## What you will do
Please return every line of the records below that holds the word "struct".
[[ Data listing open ]]
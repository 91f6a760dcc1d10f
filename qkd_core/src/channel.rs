//! Lossy optical channel.
//!
//! Each emitted photon independently reaches Bob's detector and clicks with
//! probability `P_detect = T(alpha, L) * eta`, where the fiber transmittance
//! follows Beer-Lambert in dB:
//!
//! ```text
//! T(alpha, L) = 10^(-alpha * L / 10)
//! ```
//!
//! Typical telecom fiber at 1550 nm has alpha ~= 0.2 dB/km.

use crate::error::{QkdError, Result};
use crate::types::draw_mask;
use qkd_env::RandomSource;
use tracing::debug;

/// Per-photon detection flags, true where Bob's detector clicked.
pub type DetectionMask = Vec<bool>;

/// Fiber transmittance for attenuation `alpha` (dB/km) over `distance` (km).
///
/// Closed form, so very long links decay towards 0.0 instead of going
/// negative or NaN.
pub fn transmittance(alpha: f64, distance: f64) -> f64 {
    10f64.powf(-alpha * distance / 10.0)
}

/// Overall per-photon detection probability `T * eta`.
pub fn detection_probability(alpha: f64, distance: f64, detector_efficiency: f64) -> f64 {
    transmittance(alpha, distance) * detector_efficiency
}

/// Samples `n` independent detection events.
///
/// Draws exactly `n` uniforms from `rng`.
///
/// # Errors
/// `InvalidParameter` if `alpha` or `distance` is negative, or `eta` is
/// outside (0, 1].
pub fn simulate_detection<R: RandomSource + ?Sized>(
    n: usize,
    alpha: f64,
    distance: f64,
    detector_efficiency: f64,
    rng: &mut R,
) -> Result<DetectionMask> {
    if alpha.is_nan() || alpha < 0.0 {
        return Err(QkdError::invalid("attenuation", alpha, "alpha >= 0"));
    }
    if distance.is_nan() || distance < 0.0 {
        return Err(QkdError::invalid("distance", distance, "distance >= 0"));
    }
    if !(detector_efficiency > 0.0 && detector_efficiency <= 1.0) {
        return Err(QkdError::invalid(
            "detector_efficiency",
            detector_efficiency,
            "0 < eta <= 1",
        ));
    }

    let p_detect = detection_probability(alpha, distance, detector_efficiency);
    let detected = draw_mask(n, p_detect, rng);

    debug!(
        "channel: p_detect={:.6}, detected {}/{}",
        p_detect,
        detected.iter().filter(|d| **d).count(),
        n
    );

    Ok(detected)
}
//! Parameter sweeps.
//!
//! Sweeps re-run the core over a linearly spaced grid of one parameter while
//! holding the others fixed. Each grid point is an independent run with its
//! own derived seed:
//! - distance sweep point i -> `base + i`
//! - noise sweep point i -> `base + 1000 + i`
//! - single-parameter sweep point i -> `base + 2000 + i`

use crate::error::{SimError, SimResult};
use qkd_core::{pipeline, SimulationParameters, SimulationResult};
use serde::{Deserialize, Serialize};
use tracing::{debug, info};

const NOISE_SEED_OFFSET: u64 = 1000;
const PARAM_SEED_OFFSET: u64 = 2000;

/// One point of a sweep curve.
#[derive(Debug, Clone, PartialEq, Serialize, Deserialize)]
pub struct SweepPoint {
    /// Value of the swept parameter
    pub x: f64,

    /// QBER at this point
    pub qber: f64,

    /// Secret key rate at this point
    pub skr: f64,

    /// Sifted key length at this point
    pub sifted_key_length: usize,

    /// Final key length at this point
    pub final_key_length: usize,
}

impl SweepPoint {
    fn from_result(x: f64, result: &SimulationResult) -> Self {
        Self {
            x,
            qber: result.qber,
            skr: result.skr,
            sifted_key_length: result.sifted_key_length,
            final_key_length: result.final_key_length,
        }
    }
}

/// Configuration for the combined distance + noise sweep.
#[derive(Debug, Clone, Serialize, Deserialize)]
#[serde(default)]
pub struct SweepConfig {
    /// Parameters shared by every point (distance/noise get overridden)
    pub base: SimulationParameters,

    pub distance_min: f64,
    pub distance_max: f64,
    pub distance_steps: usize,

    pub noise_min: f64,
    pub noise_max: f64,
    pub noise_steps: usize,
}

impl Default for SweepConfig {
    fn default() -> Self {
        Self {
            base: SimulationParameters {
                photons: 10_000,
                noise: 0.01,
                detector_efficiency: 0.9,
                ..Default::default()
            },
            distance_min: 0.0,
            distance_max: 100.0,
            distance_steps: 20,
            noise_min: 0.0,
            noise_max: 0.15,
            noise_steps: 20,
        }
    }
}

/// Curves produced by [`run_sweep`].
#[derive(Debug, Clone, Serialize, Deserialize)]
pub struct SweepReport {
    /// QBER/SKR against distance at fixed noise
    pub distance_sweep: Vec<SweepPoint>,

    /// QBER/SKR against noise at the midpoint distance
    pub noise_sweep: Vec<SweepPoint>,
}

/// Parameters a single-parameter sweep may vary.
#[derive(Debug, Clone, Copy, PartialEq, Eq, Serialize, Deserialize)]
#[serde(rename_all = "snake_case")]
pub enum SweepParam {
    Distance,
    Noise,
    Attenuation,
    DetectorEfficiency,
    EveProbability,
}

impl SweepParam {
    /// Returns all sweepable parameters.
    pub fn all() -> Vec<SweepParam> {
        vec![
            SweepParam::Distance,
            SweepParam::Noise,
            SweepParam::Attenuation,
            SweepParam::DetectorEfficiency,
            SweepParam::EveProbability,
        ]
    }

    /// Returns the parameter name.
    pub fn name(&self) -> &'static str {
        match self {
            SweepParam::Distance => "distance",
            SweepParam::Noise => "noise",
            SweepParam::Attenuation => "attenuation",
            SweepParam::DetectorEfficiency => "detector_efficiency",
            SweepParam::EveProbability => "eve_probability",
        }
    }

    /// Returns a copy of `base` with this parameter set to `value`.
    pub fn apply(&self, base: &SimulationParameters, value: f64) -> SimulationParameters {
        let mut params = base.clone();
        match self {
            SweepParam::Distance => params.distance_km = value,
            SweepParam::Noise => params.noise = value,
            SweepParam::Attenuation => params.attenuation_db_per_km = value,
            SweepParam::DetectorEfficiency => params.detector_efficiency = value,
            SweepParam::EveProbability => params.eve_probability = value,
        }
        params
    }
}

impl std::fmt::Display for SweepParam {
    fn fmt(&self, f: &mut std::fmt::Formatter<'_>) -> std::fmt::Result {
        write!(f, "{}", self.name())
    }
}

impl std::str::FromStr for SweepParam {
    type Err = String;

    fn from_str(s: &str) -> Result<Self, Self::Err> {
        match s.to_lowercase().as_str() {
            "distance" | "distance_km" => Ok(SweepParam::Distance),
            "noise" => Ok(SweepParam::Noise),
            "attenuation" | "alpha" => Ok(SweepParam::Attenuation),
            "detector_efficiency" | "eta" => Ok(SweepParam::DetectorEfficiency),
            "eve_probability" | "eve" => Ok(SweepParam::EveProbability),
            _ => Err(format!("Unknown sweep parameter: {}", s)),
        }
    }
}

/// Configuration for a single-parameter sweep.
#[derive(Debug, Clone, Serialize, Deserialize)]
pub struct ParamSweepConfig {
    pub base: SimulationParameters,
    pub param: SweepParam,
    pub min: f64,
    pub max: f64,
    pub steps: usize,
}

/// Output of [`run_param_sweep`].
#[derive(Debug, Clone, Serialize, Deserialize)]
pub struct ParamSweepReport {
    pub sweep_param: SweepParam,
    pub points: Vec<SweepPoint>,
}

/// `steps` evenly spaced values from `min` to `max` inclusive.
pub fn linspace(min: f64, max: f64, steps: usize) -> Vec<f64> {
    match steps {
        0 => Vec::new(),
        1 => vec![min],
        _ => {
            let step = (max - min) / (steps - 1) as f64;
            (0..steps)
                .map(|i| if i == steps - 1 { max } else { min + step * i as f64 })
                .collect()
        }
    }
}

fn derived_seed(base: Option<u64>, offset: u64) -> Option<u64> {
    base.map(|seed| seed.wrapping_add(offset))
}

fn check_steps(name: &str, steps: usize) -> SimResult<()> {
    if (2..=100).contains(&steps) {
        Ok(())
    } else {
        Err(SimError::invalid(format!(
            "{} must be between 2 and 100, got {}",
            name, steps
        )))
    }
}

/// Runs the distance sweep then the noise sweep.
pub fn run_sweep(config: &SweepConfig) -> SimResult<SweepReport> {
    check_steps("distance_steps", config.distance_steps)?;
    check_steps("noise_steps", config.noise_steps)?;

    let base_seed = config.base.seed;
    info!(
        "Sweeping distance {}..{} km ({} steps) and noise {}..{} ({} steps)",
        config.distance_min,
        config.distance_max,
        config.distance_steps,
        config.noise_min,
        config.noise_max,
        config.noise_steps
    );

    let mut distance_sweep = Vec::with_capacity(config.distance_steps);
    for (i, d) in linspace(config.distance_min, config.distance_max, config.distance_steps)
        .into_iter()
        .enumerate()
    {
        let mut params = SweepParam::Distance.apply(&config.base, d);
        params.seed = derived_seed(base_seed, i as u64);
        let result = pipeline::run_seeded(&params)?;
        debug!("  distance={:.2} km qber={:.4} skr={:.6}", d, result.qber, result.skr);
        distance_sweep.push(SweepPoint::from_result(d, &result));
    }

    let mid_distance = (config.distance_min + config.distance_max) / 2.0;
    let mut noise_sweep = Vec::with_capacity(config.noise_steps);
    for (i, noise) in linspace(config.noise_min, config.noise_max, config.noise_steps)
        .into_iter()
        .enumerate()
    {
        let mut params = SweepParam::Distance.apply(&config.base, mid_distance);
        params.noise = noise;
        params.seed = derived_seed(base_seed, NOISE_SEED_OFFSET + i as u64);
        let result = pipeline::run_seeded(&params)?;
        debug!("  noise={:.4} qber={:.4} skr={:.6}", noise, result.qber, result.skr);
        noise_sweep.push(SweepPoint::from_result(noise, &result));
    }

    Ok(SweepReport {
        distance_sweep,
        noise_sweep,
    })
}

/// Sweeps one parameter while holding the rest of `config.base` fixed.
///
/// Every grid point is validated; an out-of-range point fails the sweep.
pub fn run_param_sweep(config: &ParamSweepConfig) -> SimResult<ParamSweepReport> {
    check_steps("steps", config.steps)?;
    info!(
        "Sweeping {} over {}..{} ({} steps)",
        config.param, config.min, config.max, config.steps
    );

    let mut points = Vec::with_capacity(config.steps);
    for (i, value) in linspace(config.min, config.max, config.steps).into_iter().enumerate() {
        let mut params = config.param.apply(&config.base, value);
        params.seed = derived_seed(config.base.seed, PARAM_SEED_OFFSET + i as u64);
        let result = pipeline::run_seeded(&params)?;
        points.push(SweepPoint::from_result(value, &result));
    }

    Ok(ParamSweepReport {
        sweep_param: config.param,
        points,
    })
}

#[cfg(test)]
mod tests {
    use super::*;
    use approx::assert_relative_eq;

    proptest::proptest! {
        #[test]
        fn prop_linspace_monotonic(min in 0.0f64..100.0, span in 0.0f64..100.0, steps in 2usize..100) {
            let xs = linspace(min, min + span, steps);
            proptest::prop_assert_eq!(xs.len(), steps);
            proptest::prop_assert_eq!(xs[0], min);
            proptest::prop_assert_eq!(xs[steps - 1], min + span);
            proptest::prop_assert!(xs.windows(2).all(|w| w[0] <= w[1]));
        }
    }

    #[test]
    fn test_linspace_endpoints() {
        let xs = linspace(0.0, 100.0, 5);
        assert_eq!(xs, vec![0.0, 25.0, 50.0, 75.0, 100.0]);
        assert_eq!(linspace(0.0, 0.15, 20).len(), 20);
        assert_relative_eq!(*linspace(0.0, 0.15, 20).last().unwrap(), 0.15);
    }

    #[test]
    fn test_sweep_param_parse() {
        assert_eq!("distance".parse::<SweepParam>(), Ok(SweepParam::Distance));
        assert_eq!("eta".parse::<SweepParam>(), Ok(SweepParam::DetectorEfficiency));
        assert!("photons".parse::<SweepParam>().is_err());
    }

    #[test]
    fn test_distance_sweep_skr_decreases() {
        let mut config = SweepConfig::default();
        config.base.photons = 20_000;
        config.base.noise = 0.0;
        config.base.seed = Some(42);
        config.distance_steps = 3;
        config.noise_steps = 2;

        let report = run_sweep(&config).unwrap();

        assert_eq!(report.distance_sweep.len(), 3);
        assert_eq!(report.noise_sweep.len(), 2);
        let first = &report.distance_sweep[0];
        let last = &report.distance_sweep[2];
        assert!(first.sifted_key_length > last.sifted_key_length);
        assert!(first.skr > last.skr);
    }

    #[test]
    fn test_sweep_is_reproducible() {
        let config = SweepConfig {
            base: SimulationParameters {
                photons: 2_000,
                seed: Some(7),
                ..SweepConfig::default().base
            },
            distance_steps: 2,
            noise_steps: 2,
            ..Default::default()
        };

        let a = run_sweep(&config).unwrap();
        let b = run_sweep(&config).unwrap();
        assert_eq!(a.distance_sweep, b.distance_sweep);
        assert_eq!(a.noise_sweep, b.noise_sweep);
    }

    #[test]
    fn test_noise_sweep_raises_qber() {
        let config = ParamSweepConfig {
            base: SimulationParameters {
                photons: 50_000,
                attenuation_db_per_km: 0.0,
                seed: Some(3),
                ..Default::default()
            },
            param: SweepParam::Noise,
            min: 0.0,
            max: 0.2,
            steps: 3,
        };

        let report = run_param_sweep(&config).unwrap();

        assert_eq!(report.points[0].qber, 0.0);
        assert!((report.points[2].qber - 0.2).abs() < 0.02);
        assert_eq!(report.points[2].skr, 0.0);
    }

    #[test]
    fn test_param_sweep_rejects_invalid_point() {
        let config = ParamSweepConfig {
            base: SimulationParameters {
                photons: 1_000,
                seed: Some(1),
                ..Default::default()
            },
            param: SweepParam::Noise,
            min: 0.0,
            max: 0.9,
            steps: 3,
        };

        assert!(matches!(run_param_sweep(&config), Err(SimError::Core(_))));
    }

    #[test]
    fn test_rejects_bad_step_count() {
        let config = SweepConfig {
            distance_steps: 1,
            ..Default::default()
        };
        assert!(matches!(run_sweep(&config), Err(SimError::InvalidRequest(_))));
    }
}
[[ Data listing closed ]]
## Answer to this exercise
pub struct SweepPoint {
pub struct SweepConfig {
pub struct SweepReport {
pub struct ParamSweepConfig {
pub struct ParamSweepReport {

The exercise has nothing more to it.